Don’t do fleshly desiring things. Is this a comment about sexuality or more
widely applicable to the ‘flesh’? That
depends on how you interpret the key word 'flesh'..
I am under the impression that it is the human body, fallen after sin,
and that this is a call to abstain from any sinful behavior, maybe drinking,
maybe things of a sexual nature, whatever.
More detail is not provided. Some
context is provided however.
Peter wants them to act ‘honorably’ among the Gentiles. Apparently, they are being branded as
evildoers, but Peter does not want to provide any ammunition for these
charges. In other words, the followers
of Jesus might be branded as one thing, but their behavior is going to provide
evidence to the contrary.

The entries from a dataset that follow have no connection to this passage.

// Copyright 2026 Phillip Cloud
// Licensed under the Apache License, Version 2.0

use anyhow::{Context, Result, anyhow, bail};
use civic_app::{Role, ThemeMode};
use serde::Deserialize;
use std::env;
use std::fs;
use std::path::{Path, PathBuf};
use tracing::Level;

const CONFIG_VERSION: i64 = 1;
const DEFAULT_LOG_FILE: &str = "civic.log";

#[derive(Debug, Clone, Deserialize)]
pub struct Config {
    pub version: i64,
    #[serde(default)]
    pub storage: Storage,
    #[serde(default)]
    pub ui: Ui,
    #[serde(default)]
    pub log: Log,
}

impl Default for Config {
    fn default() -> Self {
        Self {
            version: CONFIG_VERSION,
            storage: Storage::default(),
            ui: Ui::default(),
            log: Log::default(),
        }
    }
}

#[derive(Debug, Clone, Default, Deserialize)]
pub struct Storage {
    pub state_dir: Option<String>,
}

#[derive(Debug, Clone, Default, Deserialize)]
pub struct Ui {
    pub role: Option<String>,
    pub page_size: Option<usize>,
    pub theme: Option<String>,
}

#[derive(Debug, Clone, Deserialize)]
pub struct Log {
    pub level: Option<String>,
    pub file: Option<String>,
}

impl Default for Log {
    fn default() -> Self {
        Self {
            level: Some("info".to_owned()),
            file: None,
        }
    }
}

impl Config {
    pub fn default_path() -> Result<PathBuf> {
        if let Some(path) = env::var_os("CIVIC_CONFIG_PATH") {
            return Ok(PathBuf::from(path));
        }

        let config_root = dirs::config_dir().ok_or_else(|| {
            anyhow!("cannot resolve config directory; set CIVIC_CONFIG_PATH to the config file")
        })?;

        let app_dir = config_root.join(civic_db::APP_NAME);
        fs::create_dir_all(&app_dir)
            .with_context(|| format!("create config directory {}", app_dir.display()))?;
        Ok(app_dir.join("config.toml"))
    }

    pub fn load(path: &Path) -> Result<Self> {
        if !path.exists() {
            return Ok(Self::default());
        }

        let raw = fs::read_to_string(path)
            .with_context(|| format!("read config file {}", path.display()))?;
        let value: toml::Value = toml::from_str(&raw)
            .with_context(|| format!("parse TOML config {}", path.display()))?;

        let version = value
            .get("version")
            .and_then(toml::Value::as_integer)
            .ok_or_else(|| {
                anyhow!(
                    "config file {} is not versioned. Add `version = {CONFIG_VERSION}` and move values under [storage], [ui], and [log]",
                    path.display()
                )
            })?;

        if version != CONFIG_VERSION {
            bail!(
                "unsupported config version {} in {}; expected version = {CONFIG_VERSION}",
                version,
                path.display()
            );
        }

        let config: Config = value
            .try_into()
            .with_context(|| format!("decode config {}", path.display()))?;
        config.validate(path)?;
        Ok(config)
    }

    fn validate(&self, path: &Path) -> Result<()> {
        if let Some(state_dir) = &self.storage.state_dir {
            civic_db::validate_state_dir(state_dir)?;
        }

        if let Some(role) = &self.ui.role
            && Role::parse(role).is_none()
        {
            bail!(
                "ui.role in {} must be one of admin, mla, staff, citizen; got {role:?}",
                path.display()
            );
        }

        if self.ui.page_size == Some(0) {
            bail!("ui.page_size in {} must be positive, got 0", path.display());
        }

        if let Some(theme) = &self.ui.theme
            && ThemeMode::parse(theme).is_none()
        {
            bail!(
                "ui.theme in {} must be light or dark; got {theme:?}",
                path.display()
            );
        }

        if let Some(level) = &self.log.level {
            parse_level(level).with_context(|| format!("invalid log.level in {}", path.display()))?;
        }

        Ok(())
    }

    pub fn state_dir(&self) -> Result<PathBuf> {
        civic_db::resolve_state_dir(self.storage.state_dir.as_deref().map(Path::new))
    }

    pub fn role(&self) -> Role {
        self.ui
            .role
            .as_deref()
            .and_then(Role::parse)
            .unwrap_or(Role::Admin)
    }

    pub fn page_size(&self) -> Option<usize> {
        self.ui.page_size
    }

    pub fn default_theme(&self) -> ThemeMode {
        self.ui
            .theme
            .as_deref()
            .and_then(ThemeMode::parse)
            .unwrap_or(ThemeMode::Light)
    }

    pub fn log_level(&self) -> Result<Level> {
        parse_level(self.log.level.as_deref().unwrap_or("info"))
    }

    /// `[log].file` when set, otherwise `civic.log` inside the state directory.
    pub fn log_file(&self, state_dir: &Path) -> PathBuf {
        match &self.log.file {
            Some(file) => PathBuf::from(file),
            None => state_dir.join(DEFAULT_LOG_FILE),
        }
    }

    pub fn example_config(path: &Path) -> String {
        format!(
            "# civic config\n# Place this file at: {}\n\nversion = {CONFIG_VERSION}\n\n[storage]\n# Optional. Default is the platform data dir (for example ~/.local/share/civic)\n# state_dir = \"/absolute/path/to/civic\"\n\n[ui]\n# admin, mla, staff, or citizen\nrole = \"admin\"\n# Optional. Overrides the per-screen page size\n# page_size = 10\n# light or dark; a saved toggle wins\ntheme = \"light\"\n\n[log]\n# error, warn, info, debug, or trace; RUST_LOG overrides\nlevel = \"info\"\n# Optional. Default is civic.log inside the state dir\n# file = \"/absolute/path/to/civic.log\"\n",
            path.display(),
        )
    }
}

fn parse_level(raw: &str) -> Result<Level> {
    raw.trim()
        .parse::<Level>()
        .map_err(|_| anyhow!("unknown log level {raw:?}; use error, warn, info, debug, or trace"))
}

They are going
to be on their best behavior.
But here is where there is an odd mixing of focal
points. Peter’s context is the wider
Gentile community, but his focus is on ‘desires of the flesh’, personal stuff,
sinful to be sure, but not widely threatening as individual behaviors. It would seem that the context of the charges
being brought against them is that the followers of Jesus engage in such
‘desires of the flesh’, that this is the basis of the religion of Jesus.
It kind of fits with one set of early charges leveled against
Christianity. The Lord’s Supper was
branded as cannibalism, eating flesh, drinking blood. There was a certain validity to the
uninformed assumptions about the Eucharist.
But as he concludes this sentence, a theological focus is
also brought into view.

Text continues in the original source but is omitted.